Set rtchunk = rtitem.DefineChunk("Table 1")

Now, let's and read and write the FontColor property.  As described in the Help link provided:
When read, this is the color specified in the first text record encountered (presumably the color for this chunk).  When written, this sets the color for all text records in this chunk.
In other words, an attribute such as font color may apply to many elements within the defined chunk, but the general rule for attributes is that when reading those attributes, Midas will stop when it finds the first one and return the attribute for that, even if all the others are different, but when writing those attributes, Midas will apply the attribute to every element found.  Thus, if we started with the following table:

The big brown
fox jumped over
the small green
hedge.

and wrote

Print "The font color is "+rtchunk.FontColor

we would read the result

The font color is Blue

but if we added 

rtchunk.FontColor = Red

and saved, the result would be 

The big brown
fox jumped over
the small green
hedge.

It should be noted that this general rule applies to attributes of things, such as size, color, etc., but content either follows the example of the Text property, where only the first content is set to the value and all others are blanked out, or it follows the example of the  SectionTitle property, where each section title is replaced.  Unfortunately, it is hard to tell which should be which, and when writing it, I simply used my judgement to determine what people were likely to want to do, and what would leave oddities (such as blank section titles).

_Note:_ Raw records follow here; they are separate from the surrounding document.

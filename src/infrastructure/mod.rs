//! Storage adapters implementing the domain ports.

pub mod in_memory;
#[cfg(feature = "storage-rocksdb")]
pub mod rocksdb;
use assert_cmd::cargo_bin;
use assert_cmd::prelude::*;
use predicates::prelude::*;
use std::process::Command;

const ENV_VARS: [&str; 5] = [
    "PSP_API_USERNAME",
    "PSP_API_PASSWORD",
    "PSP_MERCHANT_ACCOUNT",
    "PSP_ENVIRONMENT",
    "PSP_REFUND_REASON",
];

fn command() -> Command {
    let mut cmd = Command::new(cargo_bin!());
    for var in ENV_VARS {
        cmd.env_remove(var);
    }
    cmd
}

#[test]
fn test_cli_end_to_end() -> Result<(), Box<dyn std::error::Error>> {
    let mut cmd = command();
    cmd.arg("tests/fixtures/notifications.jsonl")
        .arg("--orders")
        .arg("tests/fixtures/orders.json")
        .arg("--config")
        .arg("tests/fixtures/preferences.json");

    cmd.assert()
        .success()
        .stdout(predicate::str::contains(
            "order,payment,state,external_reference,amount,captured,refunded,currency",
        ))
        .stdout(predicate::str::contains(
            "R100,0b6c8d1e-8f0a-4c57-9d59-3f0f0a6f2e11,completed,TX1,20.00,20.00,0,EUR",
        ))
        // Materialized from the authorisation, refund replayed afterwards.
        .stdout(predicate::str::contains("completed,TX2,15.00,0,5.00,EUR"))
        .stdout(predicate::str::contains("UNKNOWN").not());

    Ok(())
}

#[test]
fn test_cli_env_override_supplies_missing_preference() -> Result<(), Box<dyn std::error::Error>> {
    let mut cmd = command();
    cmd.arg("tests/fixtures/notifications.jsonl")
        .arg("--orders")
        .arg("tests/fixtures/orders.json")
        .arg("--replay")
        .env("PSP_MERCHANT_ACCOUNT", "ShopEnv")
        .env("PSP_REFUND_REASON", "7");

    cmd.assert()
        .success()
        .stdout(predicate::str::contains(
            "order,payment,state,external_reference,amount,captured,refunded,currency",
        ))
        .stdout(predicate::str::contains(
            "R100,0b6c8d1e-8f0a-4c57-9d59-3f0f0a6f2e11,completed,TX1,20.00,20.00,0,EUR",
        ))
        .stdout(predicate::str::contains("completed,TX2,15.00,0,5.00,EUR"));

    Ok(())
}

#[test]
fn test_cli_without_orders_prints_header_only() -> Result<(), Box<dyn std::error::Error>> {
    let mut cmd = command();
    cmd.arg("tests/fixtures/notifications.jsonl")
        .arg("--config")
        .arg("tests/fixtures/preferences.json");

    // A bare `&str` asserts the whole of stdout.
    cmd.assert()
        .success()
        .stdout("order,payment,state,external_reference,amount,captured,refunded,currency\n");

    Ok(())
}

#[test]
fn test_cli_requires_merchant_account() {
    let mut cmd = command();
    cmd.arg("tests/fixtures/notifications.jsonl");

    cmd.assert()
        .failure()
        .stderr(predicate::str::contains("merchant account is not set"));
}

#[test]
fn test_cli_missing_input_fails() {
    let mut cmd = command();
    cmd.arg("tests/fixtures/missing.jsonl")
        .arg("--config")
        .arg("tests/fixtures/preferences.json");

    cmd.assert().failure();
}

So, after that long winded explanation, do I follow the same general rules for OpenSesame?  Does the concept still hold because it is still essentially rich content, or is there a better way?  There is always a different way, such as having a separate property which determines whether the first or all should be overwritten, but I picture that as very confusing for users, or we could go with methods instead of properties to set values, but that might also be confusing.  Any thoughts?